As I am generally a nervous wreck these kinds of social situations (and I don’t drink), I put my foot into my mouth so many times that Dr Scholls is considering teaming up with Crest to market directly to me. I had one particular gaffe that was done with such elan and flair I am certain I deserve a prize of some sort: We were clearing the party room after the service and I had just brought in the guest book and various framed photos into Mum’s condo. I look around and wonder where “the urn” is. Earlier, there was some debate as to whether Ian’s ashes were to be divided or placed into the St Lawrence. I turn to Mum and ask deadpan: “Where is Ian?”

Of course I mean Ian’s remains. Or Ian’s ashes. I didnt want to reduce him to that… level… so I stopped short of adding those two words to the end of my sentence.

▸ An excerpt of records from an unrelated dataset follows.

/*
    This module holds the built-in English grammar
*/

/// The built-in English grammar: phrase structure rules followed by the
/// lexicon. `S` is the start symbol.
pub const ENGLISH: &str = r#"
S -> NP VP | NP VP CP | NP VP Conj VP
NP -> N | Det N | Det Adj NP | NP PP | PP NP | CP | Adj NP
VP -> V | VP NP | VP PP | PP VP | Adv VP | VP Adv | Conj VP | V VP
PP -> P | P NP
CP -> Conj S | Conj NP

Adj -> "country" | "dreadful" | "enigmatical" | "little" | "moist" | "red"
Adv -> "down" | "here" | "never"
Conj -> "and" | "until"
Det -> "a" | "an" | "his" | "my" | "the"
N -> "armchair" | "companion" | "day" | "door" | "hand" | "he" | "himself"
N -> "holmes" | "home" | "i" | "mess" | "paint" | "palm" | "pipe" | "she"
N -> "smile" | "thursday" | "walk" | "we" | "word"
P -> "at" | "before" | "in" | "of" | "on" | "to"
V -> "arrived" | "came" | "chuckled" | "had" | "lit" | "said" | "sat"
V -> "smiled" | "tell" | "were"
"#;

#[cfg(test)]
mod tests {
    use itertools::Itertools;

    use super::*;
    use crate::chart::parse;
    use crate::chunker::{chunk_text, extract_np_chunks};
    use crate::loader::parse_str;
    use crate::preprocess::tokenize;

    #[test]
    fn loads() {
        let grammar = parse_str(ENGLISH, "english.cfg").unwrap();

        assert_eq!(grammar.start_symbol, "S");
        assert_eq!(grammar.nonterminals().collect_vec(), vec![
            "S", "NP", "VP", "PP", "CP", "Adj", "Adv", "Conj", "Det", "N", "P", "V"
        ]);
        assert_eq!(grammar.alternatives("N").count(), 20);
    }

    #[test]
    fn holmes_sat() {
        let grammar = parse_str(ENGLISH, "english.cfg").unwrap();
        let tokens = tokenize("Holmes sat.");
        let trees = parse(&grammar, &tokens).unwrap();

        assert_eq!(trees.len(), 1);
        assert_eq!(trees[0].to_string(), "(S (NP (N holmes)) (VP (V sat)))");
        assert_eq!(extract_np_chunks(&trees[0]).into_iter().map(chunk_text).collect_vec(), vec!["holmes"]);
    }

    #[test]
    fn chunks_of_every_parse() {
        let grammar = parse_str(ENGLISH, "english.cfg").unwrap();
        let tokens = tokenize("Holmes lit a pipe.");
        let trees = parse(&grammar, &tokens).unwrap();

        assert!(!trees.is_empty());
        for tree in &trees {
            let chunks = extract_np_chunks(tree).into_iter().map(chunk_text).collect_vec();
            assert_eq!(chunks, vec!["holmes", "a pipe"]);
        }
    }

    #[test]
    fn unknown_word() {
        let grammar = parse_str(ENGLISH, "english.cfg").unwrap();

        assert!(parse(&grammar, &tokenize("Holmes sat on the zzz.")).is_err());
    }
}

Plus I firmly believe that we never actually “leave” and that through memory and voodoo hocus pocus, we remain with our loved ones forever.

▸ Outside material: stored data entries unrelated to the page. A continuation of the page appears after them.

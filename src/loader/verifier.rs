use std::collections::HashSet;

use crate::grammar::Symbol::Nonterminal;
use super::GrammarErrorType::UndefinedNonterminal;
use super::{Alternative, FileResult, GrammarError, GrammarErrors, Location, Rule};

fn get_alternative_undefined_symbols(alternative: &Alternative, location: &Location, defined: &HashSet<&str>) -> GrammarErrors {
    // Filter out everything but nonterminals and unwrap the text from the
    // nonterminals. Then filter out all the defined nonterminals.
    alternative.iter()
        .filter_map(|symbol| match symbol {
            Nonterminal(symbol) => Some(symbol),
            _ => None
        })
        .filter(|symbol| !defined.contains(symbol.as_str()))
        .map(|symbol_text| GrammarError {
            location: location.to_owned(),
            error: UndefinedNonterminal(symbol_text.to_owned())
        })
        .collect()
}

fn get_rule_undefined_symbols(rule: &Rule, defined: &HashSet<&str>) -> GrammarErrors {
    rule.rewrite.iter()
        .flat_map(|alternative| get_alternative_undefined_symbols(alternative, &rule.location, defined))
        .collect()
}

fn get_undefined_symbols(rules: &[Rule]) -> GrammarErrors {
    // A nonterminal may be defined over several lines, so collect every
    // left-hand side before checking any right-hand side
    let defined: HashSet<&str> = rules.iter().map(|rule| rule.symbol.as_str()).collect();

    rules.iter()
        .flat_map(|rule| get_rule_undefined_symbols(rule, &defined))
        .collect()
}

pub(super) fn verify_rules(rules: &[Rule]) -> FileResult<()> {
    let errors = get_undefined_symbols(rules);

    if errors.is_empty() {
        Ok(())
    } else {
        Err(errors)
    }
}

#[cfg(test)]
mod tests {
    use std::path::PathBuf;

    use super::*;
    use crate::grammar::Symbol;

    fn rule(symbol: &str, rewrite: Vec<Alternative>, line: usize) -> Rule {
        Rule {
            symbol: symbol.to_string(),
            rewrite,
            location: Location { file: PathBuf::from("rules.cfg"), line }
        }
    }

    fn nt(name: &str) -> Symbol {
        Symbol::Nonterminal(name.to_string())
    }

    #[test]
    fn defined_across_lines() {
        let rules = vec![
            rule("S", vec![vec![nt("N"), nt("V")]], 1),
            rule("N", vec![vec![Symbol::Terminal("she".to_string())]], 2),
            rule("V", vec![vec![Symbol::Terminal("smiled".to_string())]], 3),
            rule("N", vec![vec![nt("N"), nt("N")]], 4),
        ];

        assert_eq!(verify_rules(&rules), Ok(()));
    }

    #[test]
    fn every_undefined_reference_is_reported() {
        let rules = vec![
            rule("S", vec![vec![nt("NP"), nt("VP")], vec![nt("CP")]], 1),
            rule("NP", vec![vec![nt("Det"), nt("N")]], 2),
        ];

        let undefined = verify_rules(&rules).unwrap_err()
            .into_iter()
            .map(|error| (error.location.line, error.error))
            .collect::<Vec<_>>();

        assert_eq!(undefined, vec![
            (1, UndefinedNonterminal("VP".to_string())),
            (1, UndefinedNonterminal("CP".to_string())),
            (2, UndefinedNonterminal("Det".to_string())),
            (2, UndefinedNonterminal("N".to_string())),
        ]);
    }
}
/*
    This module finds noun phrase chunks: subtrees carrying the phrase label
    with no other subtree of the same label below them
*/

use itertools::Itertools;

use crate::tree::ParseTree;

pub const NOUN_PHRASE: &str = "NP";

/// Minimal `NP` subtrees of `tree`, left to right. Only `NP` labels count,
/// so a tree such as `(S (N she) (V smiled))` has no chunks.
pub fn extract_np_chunks(tree: &ParseTree) -> Vec<&ParseTree> {
    extract_chunks(tree, NOUN_PHRASE)
}

/// Minimal subtrees labelled `label`, left to right. Structurally identical
/// chunks found at different positions are reported once.
pub fn extract_chunks<'a>(tree: &'a ParseTree, label: &str) -> Vec<&'a ParseTree> {
    let mut chunks = Vec::new();
    collect_chunks(tree, label, &mut chunks);
    chunks.into_iter().unique().collect()
}

fn collect_chunks<'a>(tree: &'a ParseTree, label: &str, chunks: &mut Vec<&'a ParseTree>) {
    if tree.label() == Some(label) && !tree.contains_label(label) {
        chunks.push(tree);
        return;
    }

    for child in tree.children() {
        collect_chunks(child, label, chunks);
    }
}

/// The words of a chunk joined by single spaces.
pub fn chunk_text(chunk: &ParseTree) -> String {
    chunk.leaves().join(" ")
}

#[cfg(test)]
mod tests {
    use super::*;
    use crate::chart::parse;
    use crate::loader::parse_str;

    fn node(label: &str, children: Vec<ParseTree>) -> ParseTree {
        ParseTree::node(label, children)
    }

    fn word(label: &str, token: &str) -> ParseTree {
        ParseTree::node(label, vec![ParseTree::leaf(token)])
    }

    fn texts(chunks: &[&ParseTree]) -> Vec<String> {
        chunks.iter().map(|chunk| chunk_text(chunk)).collect()
    }

    #[test]
    fn whole_noun_phrase() {
        let tree = node("NP", vec![word("Det", "the"), word("N", "pipe")]);
        let chunks = extract_np_chunks(&tree);

        assert_eq!(chunks, vec![&tree]);
        assert_eq!(texts(&chunks), vec!["the pipe"]);
    }

    #[test]
    fn nested_noun_phrases_keep_the_inner_ones() {
        // (NP (NP the pipe) (PP on (NP the armchair)))
        let the_pipe = node("NP", vec![word("Det", "the"), word("N", "pipe")]);
        let the_armchair = node("NP", vec![word("Det", "the"), word("N", "armchair")]);
        let tree = node("S", vec![
            node("NP", vec![
                the_pipe.clone(),
                node("PP", vec![word("P", "on"), the_armchair.clone()]),
            ]),
            word("V", "sat"),
        ]);

        assert_eq!(extract_np_chunks(&tree), vec![&the_pipe, &the_armchair]);
    }

    #[test]
    fn repeated_chunks_appear_once() {
        let holmes = node("NP", vec![word("N", "holmes")]);
        let tree = node("S", vec![holmes.clone(), word("Conj", "and"), holmes.clone()]);

        assert_eq!(texts(&extract_np_chunks(&tree)), vec!["holmes"]);
    }

    #[test]
    fn no_noun_phrases() {
        let tree = node("S", vec![word("N", "she"), word("V", "smiled")]);

        assert!(extract_np_chunks(&tree).is_empty());
        assert!(extract_np_chunks(&ParseTree::leaf("she")).is_empty());
    }

    #[test]
    fn other_labels() {
        let tree = node("S", vec![
            node("VP", vec![node("VP", vec![word("V", "sat")]), word("Adv", "down")]),
        ]);

        assert_eq!(texts(&extract_chunks(&tree, "VP")), vec!["sat"]);
    }

    #[test]
    fn chunks_from_parsed_sentence() {
        let grammar = parse_str("S -> N V\nN -> \"she\"\nV -> \"smiled\"", "tiny.cfg").unwrap();
        let trees = parse(&grammar, &["she", "smiled"]).unwrap();

        assert_eq!(trees.len(), 1);
        // `N` is not a phrase label
        assert!(extract_np_chunks(&trees[0]).is_empty());
        assert_eq!(texts(&extract_chunks(&trees[0], "N")), vec!["she"]);
    }

    #[test]
    fn chunks_are_never_nested() {
        let grammar = parse_str(
            "S -> NP V\nNP -> N | Det N | Det Adj NP | NP PP\nPP -> P NP\nN -> \"pipe\" | \"door\"\nDet -> \"the\" | \"a\"\nAdj -> \"red\"\nP -> \"at\"\nV -> \"smiled\"",
            "chunks.cfg",
        ).unwrap();
        let tokens = ["the", "red", "pipe", "at", "a", "door", "smiled"];

        let trees = parse(&grammar, &tokens).unwrap();
        assert!(!trees.is_empty());

        for tree in &trees {
            let chunks = extract_np_chunks(tree);
            assert!(!chunks.is_empty());
            for (a, b) in chunks.iter().tuple_combinations() {
                assert!(!a.subtrees().any(|t| t == *b));
                assert!(!b.subtrees().any(|t| t == *a));
            }
        }
    }
}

Anyhoo, back to the moment.

Mum’s face looks like I had just slapped her. My oldest brother, standing behind her, eyes the size of Grandma Perini’s largest stock pot lids, has a face that looks like I just uttered the most heinous swear word. Mum bursts into tears. She had been holding up well all day and only had a few blubbery moments during her comments at the service. Now, she’s full on crying. I hug her and try to explain myself. Over Mum’s head, I can see daggers shooting towards me from my brother’s eyes. After a time, she pulls back composed, cups my face in the way I love so much and says “Thank you.” It was the release she needed for the day and as if no error in my choice of words had happened, she explains to me that he’s in the same box, given to her from the funeral home, not an urn, over there on the piano.

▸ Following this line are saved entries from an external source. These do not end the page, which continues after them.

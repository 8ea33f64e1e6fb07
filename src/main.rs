mod cli;

use std::fmt::Display;
use std::io::Write;
use std::process::ExitCode;

use clap::Parser;
use log::debug;

use cli::Cli;
use np_chunker::chunker::{chunk_text, extract_chunks, NOUN_PHRASE};
use np_chunker::english::ENGLISH;
use np_chunker::generator::generate;
use np_chunker::preprocess::tokenize;
use np_chunker::{loader, parse, Grammar, ParseError, ParseTree};

fn report<E: Display>(errors: impl IntoIterator<Item = E>) -> ExitCode {
    for error in errors {
        eprintln!("{}", error);
    }
    ExitCode::FAILURE
}

// What the program shows for one parse attempt
#[derive(Debug, PartialEq)]
enum Outcome {
    // Written to stdout, the program succeeds
    Printed(String),
    // Reported on stderr, the program fails
    Failed(ParseError),
}

fn present(result: Result<Vec<ParseTree>, ParseError>, label: &str) -> Outcome {
    let trees = match result {
        Ok(trees) => trees,
        Err(error) => return Outcome::Failed(error),
    };
    if trees.is_empty() {
        return Outcome::Printed("Could not parse sentence.\n".to_string());
    }

    let heading = if label == NOUN_PHRASE {
        "Noun Phrase Chunks".to_string()
    } else {
        format!("{} Chunks", label)
    };

    // Each tree followed by its chunks
    let mut output = String::new();
    for tree in &trees {
        output.push_str(&tree.render());
        output.push_str(&heading);
        output.push('\n');
        for chunk in extract_chunks(tree, label) {
            output.push_str(&chunk_text(chunk));
            output.push('\n');
        }
    }
    Outcome::Printed(output)
}

fn read_sentence(cli: &Cli) -> std::io::Result<String> {
    if let Some(path) = &cli.file {
        return std::fs::read_to_string(path);
    }

    print!("Sentence: ");
    std::io::stdout().flush()?;
    let mut sentence = String::new();
    std::io::stdin().read_line(&mut sentence)?;
    Ok(sentence)
}

fn sample(grammar: &Grammar, amount: u32, max_depth: usize) -> ExitCode {
    let mut rng = rand::thread_rng();
    for _ in 0..amount {
        match generate(grammar, &mut rng, max_depth) {
            Ok(tree) => println!("{}", tree.leaves().join(" ")),
            Err(error) => return report([error]),
        }
    }
    ExitCode::SUCCESS
}

fn main() -> ExitCode {
    env_logger::init();
    let cli = Cli::parse();

    let loaded = match &cli.grammar {
        Some(path) => loader::parse_file(path),
        None => loader::parse_str(ENGLISH, "<built-in>"),
    };
    let mut grammar = match loaded {
        Ok(grammar) => grammar,
        Err(errors) => return report(errors),
    };

    if let Some(start) = &cli.start {
        grammar = match grammar.with_start(start) {
            Ok(grammar) => grammar,
            Err(error) => return report([error]),
        };
    }

    if let Some(amount) = cli.sample {
        return sample(&grammar, amount, cli.max_depth);
    }

    let sentence = match read_sentence(&cli) {
        Ok(sentence) => sentence,
        Err(error) => return report([error]),
    };

    let tokens = tokenize(&sentence);
    debug!("tokens: {:?}", tokens);

    match present(parse(&grammar, &tokens), &cli.label) {
        Outcome::Printed(output) => {
            print!("{}", output);
            ExitCode::SUCCESS
        }
        Outcome::Failed(error) => report([error]),
    }
}

#[cfg(test)]
mod tests {
    use np_chunker::loader::parse_str;

    use super::*;

    fn english() -> Grammar {
        parse_str(ENGLISH, "english.cfg").unwrap()
    }

    #[test]
    fn present_parsed_sentence() {
        let grammar = english();
        let output = match present(parse(&grammar, &tokenize("Holmes sat.")), NOUN_PHRASE) {
            Outcome::Printed(output) => output,
            Outcome::Failed(error) => panic!("unexpected failure: {}", error),
        };

        let expected = "\
S
├── NP
│   └── N
│       └── holmes
└── VP
    └── V
        └── sat
Noun Phrase Chunks
holmes
";
        assert_eq!(output, expected);
    }

    #[test]
    fn present_other_label() {
        let grammar = english();

        assert!(matches!(
            present(parse(&grammar, &tokenize("Holmes sat.")), "VP"),
            Outcome::Printed(output) if output.ends_with("VP Chunks\nsat\n")
        ));
    }

    #[test]
    fn present_no_parse() {
        let grammar = english();

        assert_eq!(
            present(parse(&grammar, &tokenize("Sat holmes the.")), NOUN_PHRASE),
            Outcome::Printed("Could not parse sentence.\n".to_string())
        );
    }

    #[test]
    fn present_failures() {
        let grammar = english();

        assert_eq!(
            present(parse(&grammar, &tokenize("Holmes sat on the zzz.")), NOUN_PHRASE),
            Outcome::Failed(ParseError::NoTerminalMatch(vec!["zzz".to_string()]))
        );
        assert_eq!(
            present(parse(&grammar, &tokenize("1887!")), NOUN_PHRASE),
            Outcome::Failed(ParseError::EmptyInput)
        );
    }
}
//! Query processing: filter, sort, and paginate rows.
//!
//! This module turns raw rows plus view state into a derived row set. It
//! provides:
//!
//! - **Options**: Configuration for the pipeline (`TableConfig`, `SortState`)
//! - **Stages**: `filter`, `sort` and `paginate`, each a pure function
//! - **RowSet**: The result of running all three stages
//!
//! ## Example
//!
//! ```rust
//! use datatablelib::query::{Derivation, RowSet, SortDirection};
//! use datatablelib::{Column, Row};
//! use serde_json::json;
//!
//! let rows: Vec<Row> = vec![
//!     json!({"name": "Bob"}).as_object().cloned().unwrap(),
//!     json!({"name": "ann"}).as_object().cloned().unwrap(),
//! ];
//! let name = Column::new("name", "Name");
//! let set = RowSet::derive(
//!     &rows,
//!     Derivation {
//!         search_columns: &[&name],
//!         query: "",
//!         sort_column: Some(&name),
//!         direction: SortDirection::Ascending,
//!         page: 1,
//!         page_size: 10,
//!         paginate: true,
//!         delegated: false,
//!     },
//! );
//! assert_eq!(set.page_indices(), &[1, 0]);
//! ```

pub mod filter;
pub mod options;
pub mod paginate;
pub mod pipeline;
pub mod sort;

pub use options::{SortDirection, SortState, TableConfig};
pub use pipeline::{Derivation, RowSet};
//! Filter stage: free-text search across visible columns.
//!
//! Stages work on row indices into the source dataset, so rows are never
//! copied or mutated while the view is derived.

use crate::data::{cell_text, Column, Row};

/// Whether any of `columns` contains `needle` (already case-folded).
pub fn row_matches(row: &Row, needle: &str, columns: &[&Column]) -> bool {
    columns
        .iter()
        .any(|col| cell_text(col.value(row)).to_lowercase().contains(needle))
}

/// Indices of rows matching `query`, in source order.
///
/// Matching is a case-insensitive substring test against the text of each
/// visible column. An empty query keeps every row.
pub fn filter_rows(rows: &[Row], query: &str, columns: &[&Column]) -> Vec<usize> {
    if query.is_empty() {
        return (0..rows.len()).collect();
    }

    let needle = query.to_lowercase();
    rows.iter()
        .enumerate()
        .filter(|(_, row)| row_matches(row, &needle, columns))
        .map(|(i, _)| i)
        .collect()
}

I am of course, mortified.

The debate over what is to be done with the ashes still continues. I don’t want to ask and will wait ’til someone tells me.

Teach me ABBA

Favorite, Personal Bits

When I was a kid, we had a series of maids parade through our house while Dad and Mum were with their respective boyfriends. At this point in our family history, the two oldest sibs were living in Toronto and the youngest, three teens are doing their own thing, racing through the house unsupervised, were starved of some kind of parental unit. So our parents provided us with someone to cook, clean (light duties…dont touch the kid’s rooms) and laundry. Loads of laundry. I think one of them left because of the stinky pile of cotton that awaited her every other day.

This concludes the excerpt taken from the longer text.